_Work order_:
Read the lines of the data below and retrieve those with "Dinas".

Start of Records to process

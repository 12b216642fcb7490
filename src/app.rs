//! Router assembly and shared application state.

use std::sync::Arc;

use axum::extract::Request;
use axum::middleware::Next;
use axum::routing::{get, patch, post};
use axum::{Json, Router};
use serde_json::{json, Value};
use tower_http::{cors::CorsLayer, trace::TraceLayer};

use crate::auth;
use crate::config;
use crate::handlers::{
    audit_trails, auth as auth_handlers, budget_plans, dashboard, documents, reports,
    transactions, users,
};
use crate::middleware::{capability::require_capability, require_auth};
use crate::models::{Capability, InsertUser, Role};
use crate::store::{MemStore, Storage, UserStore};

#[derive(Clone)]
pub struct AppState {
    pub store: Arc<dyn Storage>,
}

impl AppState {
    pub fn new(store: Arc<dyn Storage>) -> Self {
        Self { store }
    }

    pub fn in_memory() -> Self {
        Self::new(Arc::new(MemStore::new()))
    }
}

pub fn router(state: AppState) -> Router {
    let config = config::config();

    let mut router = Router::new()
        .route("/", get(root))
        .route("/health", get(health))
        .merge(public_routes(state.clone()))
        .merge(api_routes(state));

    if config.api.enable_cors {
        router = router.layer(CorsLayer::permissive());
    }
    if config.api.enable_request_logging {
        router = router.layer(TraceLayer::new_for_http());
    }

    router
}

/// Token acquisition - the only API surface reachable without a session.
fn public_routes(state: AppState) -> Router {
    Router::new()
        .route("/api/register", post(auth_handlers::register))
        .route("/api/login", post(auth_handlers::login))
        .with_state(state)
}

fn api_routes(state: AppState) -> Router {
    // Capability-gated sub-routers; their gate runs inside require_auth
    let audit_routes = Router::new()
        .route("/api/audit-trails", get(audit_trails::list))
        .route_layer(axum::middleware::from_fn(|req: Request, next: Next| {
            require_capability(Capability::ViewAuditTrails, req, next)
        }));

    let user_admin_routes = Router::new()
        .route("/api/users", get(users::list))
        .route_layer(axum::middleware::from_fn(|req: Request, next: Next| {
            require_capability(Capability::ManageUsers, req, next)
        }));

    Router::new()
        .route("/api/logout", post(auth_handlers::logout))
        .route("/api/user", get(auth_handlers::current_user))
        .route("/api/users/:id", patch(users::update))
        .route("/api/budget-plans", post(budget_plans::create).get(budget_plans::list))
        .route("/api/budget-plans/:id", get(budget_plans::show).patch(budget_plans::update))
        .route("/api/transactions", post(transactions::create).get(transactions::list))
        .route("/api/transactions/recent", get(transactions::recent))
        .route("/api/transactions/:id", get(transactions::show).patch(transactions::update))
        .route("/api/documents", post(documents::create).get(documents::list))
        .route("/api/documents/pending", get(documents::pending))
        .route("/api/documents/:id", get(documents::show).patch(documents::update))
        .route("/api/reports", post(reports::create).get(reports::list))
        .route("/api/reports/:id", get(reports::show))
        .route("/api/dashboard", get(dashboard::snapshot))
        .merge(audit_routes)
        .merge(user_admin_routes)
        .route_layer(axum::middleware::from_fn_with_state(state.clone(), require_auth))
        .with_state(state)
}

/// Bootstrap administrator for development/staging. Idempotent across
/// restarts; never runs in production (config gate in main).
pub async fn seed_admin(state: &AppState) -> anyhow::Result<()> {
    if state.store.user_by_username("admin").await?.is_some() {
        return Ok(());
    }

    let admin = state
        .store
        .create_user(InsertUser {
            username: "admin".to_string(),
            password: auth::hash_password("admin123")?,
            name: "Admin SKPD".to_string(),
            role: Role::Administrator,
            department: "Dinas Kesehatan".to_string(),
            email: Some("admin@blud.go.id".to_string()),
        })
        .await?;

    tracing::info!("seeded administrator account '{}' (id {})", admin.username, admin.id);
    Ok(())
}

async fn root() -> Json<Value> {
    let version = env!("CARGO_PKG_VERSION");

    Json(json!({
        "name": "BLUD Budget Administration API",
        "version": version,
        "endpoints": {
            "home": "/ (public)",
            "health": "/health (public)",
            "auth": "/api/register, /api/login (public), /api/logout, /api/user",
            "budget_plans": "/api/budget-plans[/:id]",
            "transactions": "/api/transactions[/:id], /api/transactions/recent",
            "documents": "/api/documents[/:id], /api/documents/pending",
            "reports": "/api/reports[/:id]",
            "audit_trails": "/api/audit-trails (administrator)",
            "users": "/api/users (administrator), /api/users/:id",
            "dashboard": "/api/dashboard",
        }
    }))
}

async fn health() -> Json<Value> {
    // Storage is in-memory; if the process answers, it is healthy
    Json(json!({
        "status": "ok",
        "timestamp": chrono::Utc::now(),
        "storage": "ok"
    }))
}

End of Records to process
Start of Records to process

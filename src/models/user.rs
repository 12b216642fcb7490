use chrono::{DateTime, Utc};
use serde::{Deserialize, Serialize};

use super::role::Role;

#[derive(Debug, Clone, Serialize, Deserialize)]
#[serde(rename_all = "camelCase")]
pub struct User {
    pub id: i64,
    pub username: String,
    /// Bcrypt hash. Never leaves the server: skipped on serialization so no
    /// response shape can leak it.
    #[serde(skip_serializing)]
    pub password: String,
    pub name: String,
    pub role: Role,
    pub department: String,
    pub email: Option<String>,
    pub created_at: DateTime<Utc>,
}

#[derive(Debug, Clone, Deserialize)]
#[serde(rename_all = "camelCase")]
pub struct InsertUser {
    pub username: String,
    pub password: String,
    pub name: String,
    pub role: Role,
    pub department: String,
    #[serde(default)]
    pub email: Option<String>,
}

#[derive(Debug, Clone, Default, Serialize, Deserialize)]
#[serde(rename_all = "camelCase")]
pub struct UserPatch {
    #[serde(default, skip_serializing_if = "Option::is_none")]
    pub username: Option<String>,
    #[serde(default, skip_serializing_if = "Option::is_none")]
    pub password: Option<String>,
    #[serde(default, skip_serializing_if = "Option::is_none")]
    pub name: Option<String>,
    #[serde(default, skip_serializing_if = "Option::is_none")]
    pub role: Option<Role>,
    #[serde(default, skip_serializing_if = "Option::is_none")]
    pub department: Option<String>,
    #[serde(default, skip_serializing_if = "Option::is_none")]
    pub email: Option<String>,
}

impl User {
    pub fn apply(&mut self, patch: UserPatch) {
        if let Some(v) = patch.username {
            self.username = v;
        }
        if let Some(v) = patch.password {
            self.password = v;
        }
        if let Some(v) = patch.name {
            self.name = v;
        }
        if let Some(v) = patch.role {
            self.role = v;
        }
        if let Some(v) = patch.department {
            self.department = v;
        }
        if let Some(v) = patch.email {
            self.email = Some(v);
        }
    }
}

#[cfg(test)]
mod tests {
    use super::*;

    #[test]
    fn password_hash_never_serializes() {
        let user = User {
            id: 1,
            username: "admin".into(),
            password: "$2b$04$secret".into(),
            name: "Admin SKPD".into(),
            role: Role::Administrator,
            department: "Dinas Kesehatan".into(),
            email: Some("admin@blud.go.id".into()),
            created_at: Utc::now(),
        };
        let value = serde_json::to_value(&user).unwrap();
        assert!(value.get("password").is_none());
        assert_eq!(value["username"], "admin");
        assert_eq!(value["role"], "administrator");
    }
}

End of Records to process

_Response to the task_:
            department: "Dinas Kesehatan".to_string(),
            department: "Dinas Kesehatan".into(),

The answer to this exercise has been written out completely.